Give the line containing "for (offset, wiring)" again, exactly, along with all later lines of the entries, through the last one.

Stored data:

- Opening Delimiter -

//! Strategies for the wiring phase: initialization plus ownership transfers.

use async_trait::async_trait;
use powers_ledger::{ContractCall, LedgerClient, LedgerError, Receipt, Transaction};
use powers_types::ChainCapabilities;
use std::sync::Arc;
use std::time::Duration;

use crate::{DeployError, DeploymentStep, ProgressTracker, StepKind, BATCH_STEP};

/// A wiring call as it appears in the step table.
#[derive(Clone, Debug, PartialEq, Eq)]
pub struct WiringStep {
    pub name: String,
    pub kind: StepKind,
    /// Name of the contract the call is sent to.
    pub contract: String,
}

#[derive(Clone, Debug, PartialEq, Eq)]
pub struct WiringCall {
    pub step: WiringStep,
    pub call: ContractCall,
}

#[async_trait]
pub trait Executor: Send + Sync {
    fn name(&self) -> &'static str;

    /// Rows this executor adds to the step table for `wiring`.
    fn steps(&self, wiring: &[WiringStep]) -> Vec<DeploymentStep>;

    /// Send `calls`. Rows from [`steps`](Self::steps) start at `first_row`.
    async fn execute(
        &self,
        calls: &[WiringCall],
        progress: &ProgressTracker,
        first_row: usize,
    ) -> Result<(), DeployError>;
}

/// Pick the wiring strategy from what the chain guarantees.
pub fn for_chain<L>(ledger: Arc<L>, capabilities: &ChainCapabilities) -> Box<dyn Executor>
where
    L: LedgerClient + ?Sized + 'static,
{
    if capabilities.supports_atomic_batch {
        Box::new(AtomicBatchExecutor::new(ledger, capabilities.clone()))
    } else {
        Box::new(SequentialExecutor::new(ledger, capabilities.clone()))
    }
}

/// Every call in one all-or-nothing `multicall`.
pub struct AtomicBatchExecutor<L: ?Sized> {
    ledger: Arc<L>,
    capabilities: ChainCapabilities,
}

impl<L: LedgerClient + ?Sized> AtomicBatchExecutor<L> {
    pub const STEP: &'static str = BATCH_STEP;

    pub fn new(ledger: Arc<L>, capabilities: ChainCapabilities) -> Self {
        Self {
            ledger,
            capabilities,
        }
    }
}

#[async_trait]
impl<L: LedgerClient + ?Sized> Executor for AtomicBatchExecutor<L> {
    fn name(&self) -> &'static str {
        "atomic-batch"
    }

    fn steps(&self, _wiring: &[WiringStep]) -> Vec<DeploymentStep> {
        vec![DeploymentStep::new(Self::STEP, StepKind::Batch)]
    }

    async fn execute(
        &self,
        calls: &[WiringCall],
        progress: &ProgressTracker,
        first_row: usize,
    ) -> Result<(), DeployError> {
        let contract = calls
            .iter()
            .map(|c| c.step.contract.as_str())
            .collect::<Vec<_>>()
            .join(",");
        let batch: Vec<ContractCall> = calls.iter().map(|c| c.call.clone()).collect();

        progress.pending(first_row);
        tracing::info!(
            calls = batch.len(),
            chain = %self.capabilities.chain_id,
            "submitting batch"
        );
        let result = self
            .ledger
            .multicall(&batch, self.capabilities.chain_id)
            .await
            .and_then(|receipts| all_succeeded(receipts, batch.len()));

        match result {
            Ok(receipt) => {
                progress.succeed(first_row, receipt.map(|r| r.tx_hash), None);
                Ok(())
            }
            Err(cause) => {
                progress.fail(first_row, &cause.to_string());
                Err(DeployError::StepFailed {
                    step: Self::STEP.to_string(),
                    contract,
                    cause,
                })
            }
        }
    }
}

/// First receipt of a batch, if every call in it succeeded.
fn all_succeeded(
    receipts: Vec<Receipt>,
    expected: usize,
) -> Result<Option<Receipt>, LedgerError> {
    if receipts.len() != expected {
        return Err(LedgerError::Other(format!(
            "batch returned {} receipts for {expected} calls",
            receipts.len()
        )));
    }
    if let Some(failed) = receipts.iter().find(|r| !r.success) {
        return Err(LedgerError::Reverted {
            tx: failed.tx_hash.to_string(),
        });
    }
    Ok(receipts.into_iter().next())
}

/// One call at a time, each confirmed before the next is submitted.
///
/// For chains without reliable same-block ordering, such as a local
/// single-producer node.
pub struct SequentialExecutor<L: ?Sized> {
    ledger: Arc<L>,
    capabilities: ChainCapabilities,
}

impl<L: LedgerClient + ?Sized> SequentialExecutor<L> {
    pub fn new(ledger: Arc<L>, capabilities: ChainCapabilities) -> Self {
        Self {
            ledger,
            capabilities,
        }
    }

    fn pause(&self) -> Duration {
        self.capabilities.inter_step_pause()
    }

    /// Submit one call and wait for a successful receipt.
    async fn send(&self, call: &ContractCall) -> Result<Receipt, LedgerError> {
        let tx = Transaction::Call(call.clone());
        let handle = self
            .ledger
            .submit_transaction(&tx, self.capabilities.chain_id)
            .await?;
        let receipt = self
            .ledger
            .await_confirmation(&handle, self.capabilities.confirmations)
            .await?;
        if receipt.success {
            Ok(receipt)
        } else {
            Err(LedgerError::Reverted {
                tx: receipt.tx_hash.to_string(),
            })
        }
    }
}

#[async_trait]
impl<L: LedgerClient + ?Sized> Executor for SequentialExecutor<L> {
    fn name(&self) -> &'static str {
        "sequential"
    }

    fn steps(&self, wiring: &[WiringStep]) -> Vec<DeploymentStep> {
        wiring
            .iter()
            .map(|w| DeploymentStep::new(w.name.clone(), w.kind))
            .collect()
    }

    async fn execute(
        &self,
        calls: &[WiringCall],
        progress: &ProgressTracker,
        first_row: usize,
    ) -> Result<(), DeployError> {
        for (offset, wiring) in calls.iter().enumerate() {
            let row = first_row + offset;
            if offset > 0 && !self.pause().is_zero() {
                tokio::time::sleep(self.pause()).await;
            }
            progress.pending(row);
            tracing::info!(step = %wiring.step.name, call = %wiring.call, "submitting call");

            let result = self.send(&wiring.call).await;

            match result {
                Ok(receipt) => progress.succeed(row, Some(receipt.tx_hash), None),
                Err(cause) => {
                    progress.fail(row, &cause.to_string());
                    return Err(DeployError::StepFailed {
                        step: wiring.step.name.clone(),
                        contract: wiring.step.contract.clone(),
                        cause,
                    });
                }
            }
        }
        Ok(())
    }
}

- Closing Delimiter -

_EXPECTED ANSWER_:
        for (offset, wiring) in calls.iter().enumerate() {
            let row = first_row + offset;
            if offset > 0 && !self.pause().is_zero() {
                tokio::time::sleep(self.pause()).await;
            }
            progress.pending(row);
            tracing::info!(step = %wiring.step.name, call = %wiring.call, "submitting call");

            let result = self.send(&wiring.call).await;

            match result {
                Ok(receipt) => progress.succeed(row, Some(receipt.tx_hash), None),
                Err(cause) => {
                    progress.fail(row, &cause.to_string());
                    return Err(DeployError::StepFailed {
                        step: wiring.step.name.clone(),
                        contract: wiring.step.contract.clone(),
                        cause,
                    });
                }
            }
        }
        Ok(())
    }
}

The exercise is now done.